**PROBLEM TO SOLVE**
Please report, as a bare number, how many lines below include the string "pattern".

*** EXCERPTED DATA ***

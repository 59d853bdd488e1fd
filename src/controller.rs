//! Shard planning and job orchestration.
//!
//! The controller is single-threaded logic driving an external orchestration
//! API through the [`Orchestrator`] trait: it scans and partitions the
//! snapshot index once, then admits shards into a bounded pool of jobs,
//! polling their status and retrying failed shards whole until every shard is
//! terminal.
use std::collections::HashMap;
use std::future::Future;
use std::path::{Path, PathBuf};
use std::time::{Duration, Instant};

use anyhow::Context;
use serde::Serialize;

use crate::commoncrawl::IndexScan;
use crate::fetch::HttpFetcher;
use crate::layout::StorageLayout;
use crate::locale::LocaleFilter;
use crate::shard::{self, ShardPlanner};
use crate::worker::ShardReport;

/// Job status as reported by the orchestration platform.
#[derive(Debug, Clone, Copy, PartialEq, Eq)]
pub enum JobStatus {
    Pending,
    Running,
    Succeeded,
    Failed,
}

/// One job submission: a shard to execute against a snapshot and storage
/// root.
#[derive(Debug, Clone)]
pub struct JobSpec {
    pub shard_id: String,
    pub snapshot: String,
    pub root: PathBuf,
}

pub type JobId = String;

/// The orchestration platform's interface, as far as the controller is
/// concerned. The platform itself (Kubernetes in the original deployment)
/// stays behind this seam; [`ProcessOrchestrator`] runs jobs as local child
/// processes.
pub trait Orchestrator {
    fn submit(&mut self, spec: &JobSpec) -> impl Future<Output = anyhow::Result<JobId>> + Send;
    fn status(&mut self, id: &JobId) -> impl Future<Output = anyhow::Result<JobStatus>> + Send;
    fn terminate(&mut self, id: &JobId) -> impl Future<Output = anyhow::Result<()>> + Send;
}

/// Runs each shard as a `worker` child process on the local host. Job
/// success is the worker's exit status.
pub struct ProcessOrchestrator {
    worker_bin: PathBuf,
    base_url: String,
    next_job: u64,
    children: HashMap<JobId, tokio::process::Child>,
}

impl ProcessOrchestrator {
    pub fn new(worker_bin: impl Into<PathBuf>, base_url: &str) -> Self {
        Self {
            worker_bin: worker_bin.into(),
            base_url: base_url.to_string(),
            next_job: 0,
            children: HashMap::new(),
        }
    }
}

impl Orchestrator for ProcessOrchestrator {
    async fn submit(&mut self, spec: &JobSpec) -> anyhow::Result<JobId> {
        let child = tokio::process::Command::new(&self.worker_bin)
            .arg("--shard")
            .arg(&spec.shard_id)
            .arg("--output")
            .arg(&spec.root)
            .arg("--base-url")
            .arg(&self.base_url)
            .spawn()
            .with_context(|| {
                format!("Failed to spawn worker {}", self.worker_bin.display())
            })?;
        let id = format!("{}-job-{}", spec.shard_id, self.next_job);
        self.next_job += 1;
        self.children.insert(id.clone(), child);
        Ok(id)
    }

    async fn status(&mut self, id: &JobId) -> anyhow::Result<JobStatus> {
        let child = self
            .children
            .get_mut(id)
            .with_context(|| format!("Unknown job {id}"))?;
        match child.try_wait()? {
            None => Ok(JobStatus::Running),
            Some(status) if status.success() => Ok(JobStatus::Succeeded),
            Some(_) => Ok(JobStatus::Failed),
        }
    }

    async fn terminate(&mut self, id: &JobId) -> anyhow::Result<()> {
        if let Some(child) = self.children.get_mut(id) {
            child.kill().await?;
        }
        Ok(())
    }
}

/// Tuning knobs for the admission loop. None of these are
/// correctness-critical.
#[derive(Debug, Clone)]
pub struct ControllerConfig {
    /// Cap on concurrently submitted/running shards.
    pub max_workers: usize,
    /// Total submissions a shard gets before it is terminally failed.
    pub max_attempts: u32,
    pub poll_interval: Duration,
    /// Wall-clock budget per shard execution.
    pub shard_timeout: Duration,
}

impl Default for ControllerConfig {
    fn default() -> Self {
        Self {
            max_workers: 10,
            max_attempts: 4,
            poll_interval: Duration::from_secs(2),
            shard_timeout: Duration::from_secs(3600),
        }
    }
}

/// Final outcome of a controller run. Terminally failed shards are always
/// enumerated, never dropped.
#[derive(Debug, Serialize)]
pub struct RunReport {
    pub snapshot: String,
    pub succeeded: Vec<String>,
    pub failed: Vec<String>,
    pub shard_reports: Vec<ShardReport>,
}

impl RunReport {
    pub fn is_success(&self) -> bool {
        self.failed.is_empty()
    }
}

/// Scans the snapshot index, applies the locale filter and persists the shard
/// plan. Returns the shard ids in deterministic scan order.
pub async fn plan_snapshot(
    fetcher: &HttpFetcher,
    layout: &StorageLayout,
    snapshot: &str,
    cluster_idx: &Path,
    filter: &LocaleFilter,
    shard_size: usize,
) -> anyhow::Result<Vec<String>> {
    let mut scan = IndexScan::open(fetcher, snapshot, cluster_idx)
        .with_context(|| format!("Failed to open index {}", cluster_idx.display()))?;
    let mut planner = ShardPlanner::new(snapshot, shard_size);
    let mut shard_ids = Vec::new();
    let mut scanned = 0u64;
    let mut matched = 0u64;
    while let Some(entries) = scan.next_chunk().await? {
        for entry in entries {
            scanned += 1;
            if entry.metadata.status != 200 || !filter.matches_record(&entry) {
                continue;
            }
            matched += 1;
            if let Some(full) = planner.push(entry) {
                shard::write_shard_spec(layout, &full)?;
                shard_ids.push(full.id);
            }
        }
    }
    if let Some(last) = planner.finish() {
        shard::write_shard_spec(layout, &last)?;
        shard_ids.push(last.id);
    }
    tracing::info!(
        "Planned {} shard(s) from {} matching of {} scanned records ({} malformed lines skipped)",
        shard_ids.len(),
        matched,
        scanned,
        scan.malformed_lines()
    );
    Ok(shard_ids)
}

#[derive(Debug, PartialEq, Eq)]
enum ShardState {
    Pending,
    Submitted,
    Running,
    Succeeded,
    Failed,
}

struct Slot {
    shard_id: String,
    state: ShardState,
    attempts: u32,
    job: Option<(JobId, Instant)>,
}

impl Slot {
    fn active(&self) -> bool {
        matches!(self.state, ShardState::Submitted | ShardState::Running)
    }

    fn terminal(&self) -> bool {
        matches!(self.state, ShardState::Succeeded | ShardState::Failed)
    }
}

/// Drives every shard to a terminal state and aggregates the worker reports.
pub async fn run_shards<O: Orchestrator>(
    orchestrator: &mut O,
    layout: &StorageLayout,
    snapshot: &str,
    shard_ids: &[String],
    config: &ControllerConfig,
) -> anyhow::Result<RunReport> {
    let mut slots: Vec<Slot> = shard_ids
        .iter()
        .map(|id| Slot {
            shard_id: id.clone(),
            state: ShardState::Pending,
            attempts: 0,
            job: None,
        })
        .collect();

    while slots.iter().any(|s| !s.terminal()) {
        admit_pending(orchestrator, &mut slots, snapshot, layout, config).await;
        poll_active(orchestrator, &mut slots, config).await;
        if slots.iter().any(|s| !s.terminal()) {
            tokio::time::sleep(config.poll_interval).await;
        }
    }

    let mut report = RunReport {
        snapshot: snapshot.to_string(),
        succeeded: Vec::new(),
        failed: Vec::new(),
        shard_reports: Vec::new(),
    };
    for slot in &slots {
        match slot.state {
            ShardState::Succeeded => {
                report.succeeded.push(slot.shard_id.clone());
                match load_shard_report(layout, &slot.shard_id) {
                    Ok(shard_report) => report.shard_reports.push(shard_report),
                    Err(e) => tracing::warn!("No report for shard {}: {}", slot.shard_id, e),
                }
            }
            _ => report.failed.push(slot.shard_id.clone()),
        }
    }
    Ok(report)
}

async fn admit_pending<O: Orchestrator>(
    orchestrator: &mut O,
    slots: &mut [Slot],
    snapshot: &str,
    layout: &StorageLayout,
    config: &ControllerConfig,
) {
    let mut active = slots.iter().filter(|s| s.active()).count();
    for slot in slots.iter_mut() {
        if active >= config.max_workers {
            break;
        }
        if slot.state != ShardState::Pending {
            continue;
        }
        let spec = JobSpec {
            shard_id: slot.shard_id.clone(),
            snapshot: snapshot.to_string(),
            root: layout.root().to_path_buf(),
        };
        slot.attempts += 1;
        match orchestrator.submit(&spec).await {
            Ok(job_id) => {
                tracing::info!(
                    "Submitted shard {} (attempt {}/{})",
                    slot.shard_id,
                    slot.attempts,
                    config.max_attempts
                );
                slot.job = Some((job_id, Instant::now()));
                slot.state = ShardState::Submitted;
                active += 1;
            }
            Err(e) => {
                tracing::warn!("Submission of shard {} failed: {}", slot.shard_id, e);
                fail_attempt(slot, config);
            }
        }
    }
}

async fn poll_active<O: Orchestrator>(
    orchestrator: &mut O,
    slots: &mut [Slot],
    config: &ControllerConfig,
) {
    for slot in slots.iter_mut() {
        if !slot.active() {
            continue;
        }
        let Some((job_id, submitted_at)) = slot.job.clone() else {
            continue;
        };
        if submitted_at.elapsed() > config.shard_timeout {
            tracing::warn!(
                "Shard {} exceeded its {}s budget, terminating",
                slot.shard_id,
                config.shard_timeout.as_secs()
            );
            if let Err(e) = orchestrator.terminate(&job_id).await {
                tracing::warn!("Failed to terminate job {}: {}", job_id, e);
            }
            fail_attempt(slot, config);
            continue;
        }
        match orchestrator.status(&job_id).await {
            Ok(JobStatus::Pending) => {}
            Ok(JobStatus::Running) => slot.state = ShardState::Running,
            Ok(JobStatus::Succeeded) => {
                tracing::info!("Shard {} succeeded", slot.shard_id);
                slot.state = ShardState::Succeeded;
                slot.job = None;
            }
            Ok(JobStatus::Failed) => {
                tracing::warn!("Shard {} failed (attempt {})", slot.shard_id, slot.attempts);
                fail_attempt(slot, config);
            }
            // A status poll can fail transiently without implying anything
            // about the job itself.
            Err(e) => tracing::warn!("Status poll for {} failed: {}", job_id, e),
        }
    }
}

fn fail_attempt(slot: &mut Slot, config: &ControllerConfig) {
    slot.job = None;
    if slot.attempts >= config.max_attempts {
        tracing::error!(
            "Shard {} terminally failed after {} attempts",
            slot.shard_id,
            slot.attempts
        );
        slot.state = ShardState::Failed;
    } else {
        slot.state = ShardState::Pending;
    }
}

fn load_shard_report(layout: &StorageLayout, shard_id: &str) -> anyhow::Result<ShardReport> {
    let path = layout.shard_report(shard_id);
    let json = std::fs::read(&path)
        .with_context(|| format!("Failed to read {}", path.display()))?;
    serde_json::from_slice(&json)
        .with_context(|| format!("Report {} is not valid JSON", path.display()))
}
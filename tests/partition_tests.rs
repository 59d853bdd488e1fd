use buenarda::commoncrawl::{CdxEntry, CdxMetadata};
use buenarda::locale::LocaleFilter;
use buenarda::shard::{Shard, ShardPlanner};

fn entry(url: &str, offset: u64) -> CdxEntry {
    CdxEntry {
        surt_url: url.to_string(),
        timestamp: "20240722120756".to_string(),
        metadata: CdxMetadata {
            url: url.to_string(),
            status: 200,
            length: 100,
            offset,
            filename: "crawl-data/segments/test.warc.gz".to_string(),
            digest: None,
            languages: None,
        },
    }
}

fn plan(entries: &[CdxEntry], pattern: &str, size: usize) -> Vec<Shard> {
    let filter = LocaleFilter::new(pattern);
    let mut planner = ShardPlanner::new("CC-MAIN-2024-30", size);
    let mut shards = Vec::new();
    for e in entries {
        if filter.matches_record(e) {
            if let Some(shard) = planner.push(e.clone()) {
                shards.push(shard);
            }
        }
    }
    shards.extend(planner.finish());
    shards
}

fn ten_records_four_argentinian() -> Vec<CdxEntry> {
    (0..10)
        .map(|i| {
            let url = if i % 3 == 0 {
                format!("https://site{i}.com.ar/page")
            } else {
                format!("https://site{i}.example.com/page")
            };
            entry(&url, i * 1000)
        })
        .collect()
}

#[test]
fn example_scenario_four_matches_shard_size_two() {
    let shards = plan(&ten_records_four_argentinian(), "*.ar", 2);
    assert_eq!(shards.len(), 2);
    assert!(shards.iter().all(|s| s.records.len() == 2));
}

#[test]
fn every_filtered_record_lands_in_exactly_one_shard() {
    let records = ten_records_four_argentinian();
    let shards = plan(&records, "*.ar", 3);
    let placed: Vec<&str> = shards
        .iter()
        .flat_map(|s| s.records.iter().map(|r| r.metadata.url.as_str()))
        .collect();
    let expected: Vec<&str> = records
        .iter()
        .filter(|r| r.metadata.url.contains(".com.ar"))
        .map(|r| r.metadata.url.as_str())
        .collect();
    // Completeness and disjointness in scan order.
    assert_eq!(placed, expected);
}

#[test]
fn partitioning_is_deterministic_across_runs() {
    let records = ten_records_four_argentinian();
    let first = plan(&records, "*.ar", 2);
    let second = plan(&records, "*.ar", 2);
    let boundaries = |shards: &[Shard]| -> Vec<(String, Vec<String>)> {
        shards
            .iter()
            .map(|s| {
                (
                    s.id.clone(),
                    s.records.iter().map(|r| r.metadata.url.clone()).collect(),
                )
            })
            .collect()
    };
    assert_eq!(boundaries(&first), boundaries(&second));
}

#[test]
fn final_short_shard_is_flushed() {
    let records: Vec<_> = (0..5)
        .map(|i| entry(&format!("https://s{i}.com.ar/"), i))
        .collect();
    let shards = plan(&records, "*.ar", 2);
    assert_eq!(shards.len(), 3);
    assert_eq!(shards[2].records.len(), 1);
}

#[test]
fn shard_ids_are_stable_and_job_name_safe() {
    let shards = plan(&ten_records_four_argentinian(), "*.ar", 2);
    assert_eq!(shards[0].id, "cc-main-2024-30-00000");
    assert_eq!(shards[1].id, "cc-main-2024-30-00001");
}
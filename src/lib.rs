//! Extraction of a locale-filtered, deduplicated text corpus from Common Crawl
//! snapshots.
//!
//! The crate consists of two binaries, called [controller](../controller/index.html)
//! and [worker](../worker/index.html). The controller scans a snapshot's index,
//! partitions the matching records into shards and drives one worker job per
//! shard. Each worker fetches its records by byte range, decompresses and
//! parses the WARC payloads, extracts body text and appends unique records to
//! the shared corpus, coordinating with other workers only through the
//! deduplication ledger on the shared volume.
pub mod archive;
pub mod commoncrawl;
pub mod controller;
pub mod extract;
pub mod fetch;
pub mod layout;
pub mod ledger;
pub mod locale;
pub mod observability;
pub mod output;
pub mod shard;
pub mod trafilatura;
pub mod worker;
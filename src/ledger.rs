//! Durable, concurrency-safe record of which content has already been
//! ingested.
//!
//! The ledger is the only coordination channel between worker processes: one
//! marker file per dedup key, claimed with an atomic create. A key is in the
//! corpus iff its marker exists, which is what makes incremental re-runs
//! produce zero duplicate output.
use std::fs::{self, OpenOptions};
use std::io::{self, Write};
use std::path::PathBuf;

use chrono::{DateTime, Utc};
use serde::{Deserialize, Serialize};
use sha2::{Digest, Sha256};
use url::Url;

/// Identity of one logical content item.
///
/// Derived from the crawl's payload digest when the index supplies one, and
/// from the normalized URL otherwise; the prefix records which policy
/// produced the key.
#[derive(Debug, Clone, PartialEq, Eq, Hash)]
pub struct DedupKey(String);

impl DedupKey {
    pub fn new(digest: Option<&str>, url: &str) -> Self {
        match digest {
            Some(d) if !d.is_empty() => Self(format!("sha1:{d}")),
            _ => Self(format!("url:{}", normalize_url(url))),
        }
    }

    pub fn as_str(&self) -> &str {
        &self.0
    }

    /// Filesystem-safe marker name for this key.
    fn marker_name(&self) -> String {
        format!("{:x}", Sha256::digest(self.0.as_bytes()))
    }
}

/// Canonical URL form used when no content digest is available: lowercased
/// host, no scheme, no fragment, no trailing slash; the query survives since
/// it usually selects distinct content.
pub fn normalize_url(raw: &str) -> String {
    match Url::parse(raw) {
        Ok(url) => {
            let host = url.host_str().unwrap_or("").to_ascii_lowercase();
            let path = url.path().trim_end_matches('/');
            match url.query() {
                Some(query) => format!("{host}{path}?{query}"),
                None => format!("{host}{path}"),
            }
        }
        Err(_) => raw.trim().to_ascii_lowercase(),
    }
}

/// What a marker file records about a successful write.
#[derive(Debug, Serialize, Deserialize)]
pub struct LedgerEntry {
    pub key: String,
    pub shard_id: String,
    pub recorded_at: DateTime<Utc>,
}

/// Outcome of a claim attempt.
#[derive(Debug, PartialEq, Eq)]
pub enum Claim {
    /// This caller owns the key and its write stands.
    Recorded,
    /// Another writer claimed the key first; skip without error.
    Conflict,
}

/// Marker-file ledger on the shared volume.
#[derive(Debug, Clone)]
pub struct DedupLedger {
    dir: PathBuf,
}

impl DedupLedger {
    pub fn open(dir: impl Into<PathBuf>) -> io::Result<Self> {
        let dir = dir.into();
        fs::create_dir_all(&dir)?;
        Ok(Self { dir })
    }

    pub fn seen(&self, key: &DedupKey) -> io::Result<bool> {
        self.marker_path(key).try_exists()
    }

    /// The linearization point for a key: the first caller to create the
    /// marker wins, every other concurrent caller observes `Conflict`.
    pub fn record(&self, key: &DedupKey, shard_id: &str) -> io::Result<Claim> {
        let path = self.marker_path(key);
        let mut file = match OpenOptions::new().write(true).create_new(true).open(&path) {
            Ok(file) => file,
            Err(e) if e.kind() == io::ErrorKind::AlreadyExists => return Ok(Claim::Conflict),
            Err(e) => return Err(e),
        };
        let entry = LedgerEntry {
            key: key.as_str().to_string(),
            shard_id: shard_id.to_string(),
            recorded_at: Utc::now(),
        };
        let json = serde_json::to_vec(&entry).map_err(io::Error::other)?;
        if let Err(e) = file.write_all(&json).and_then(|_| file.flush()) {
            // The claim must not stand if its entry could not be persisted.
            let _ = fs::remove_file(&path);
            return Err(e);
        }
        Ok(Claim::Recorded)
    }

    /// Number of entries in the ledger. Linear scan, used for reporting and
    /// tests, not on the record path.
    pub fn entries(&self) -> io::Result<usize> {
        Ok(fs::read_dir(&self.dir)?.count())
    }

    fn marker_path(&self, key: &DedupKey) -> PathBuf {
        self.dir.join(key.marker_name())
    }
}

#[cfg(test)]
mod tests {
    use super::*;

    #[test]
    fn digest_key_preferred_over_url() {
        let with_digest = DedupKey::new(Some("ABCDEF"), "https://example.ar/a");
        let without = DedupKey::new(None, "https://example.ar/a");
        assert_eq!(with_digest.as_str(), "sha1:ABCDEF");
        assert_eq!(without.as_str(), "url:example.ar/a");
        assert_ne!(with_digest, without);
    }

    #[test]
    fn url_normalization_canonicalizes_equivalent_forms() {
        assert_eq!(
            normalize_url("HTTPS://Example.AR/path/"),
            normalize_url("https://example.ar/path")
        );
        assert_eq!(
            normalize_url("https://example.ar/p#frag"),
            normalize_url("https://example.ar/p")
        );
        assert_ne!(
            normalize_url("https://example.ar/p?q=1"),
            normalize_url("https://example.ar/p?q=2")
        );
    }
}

*** End of EXCERPTED DATA ***

**ANSWER SPACE**
2